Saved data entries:
⁂
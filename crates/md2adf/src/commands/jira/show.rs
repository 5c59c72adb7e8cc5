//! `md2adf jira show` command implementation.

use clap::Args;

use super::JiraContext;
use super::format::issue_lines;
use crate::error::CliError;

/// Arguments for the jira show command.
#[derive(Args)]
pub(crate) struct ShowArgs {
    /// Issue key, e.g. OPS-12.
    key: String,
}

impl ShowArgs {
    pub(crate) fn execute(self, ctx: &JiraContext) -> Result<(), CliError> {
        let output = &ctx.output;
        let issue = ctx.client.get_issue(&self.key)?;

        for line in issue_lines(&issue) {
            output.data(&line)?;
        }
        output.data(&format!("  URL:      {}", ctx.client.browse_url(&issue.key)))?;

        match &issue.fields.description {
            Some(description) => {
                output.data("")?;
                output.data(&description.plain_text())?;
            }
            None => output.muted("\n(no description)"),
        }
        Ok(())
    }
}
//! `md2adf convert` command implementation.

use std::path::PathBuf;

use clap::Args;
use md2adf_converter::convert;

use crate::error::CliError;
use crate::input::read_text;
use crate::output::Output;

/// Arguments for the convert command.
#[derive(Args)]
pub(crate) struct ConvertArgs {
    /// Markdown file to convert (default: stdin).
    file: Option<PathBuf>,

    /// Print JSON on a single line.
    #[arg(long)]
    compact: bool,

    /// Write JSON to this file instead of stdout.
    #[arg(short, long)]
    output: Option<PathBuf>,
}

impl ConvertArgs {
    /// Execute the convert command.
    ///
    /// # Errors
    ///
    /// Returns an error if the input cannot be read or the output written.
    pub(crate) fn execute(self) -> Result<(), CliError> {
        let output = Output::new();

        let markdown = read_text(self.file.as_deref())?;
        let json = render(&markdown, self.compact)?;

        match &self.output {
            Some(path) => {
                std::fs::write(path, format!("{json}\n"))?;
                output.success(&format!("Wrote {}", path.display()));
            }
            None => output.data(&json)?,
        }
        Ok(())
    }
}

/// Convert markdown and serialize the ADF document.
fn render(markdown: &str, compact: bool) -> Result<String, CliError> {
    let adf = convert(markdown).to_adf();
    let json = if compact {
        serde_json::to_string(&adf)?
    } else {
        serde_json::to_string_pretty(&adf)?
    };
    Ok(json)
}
⁂
INSTRUCTIONS FOR THE TASK
What is needed is each line from the records with the word "format" in it.

TASK RESPONSE
use super::format::issue_lines;
        output.data(&format!("  URL:      {}", ctx.client.browse_url(&issue.key)))?;
                std::fs::write(path, format!("{json}\n"))?;
                output.success(&format!("Wrote {}", path.display()));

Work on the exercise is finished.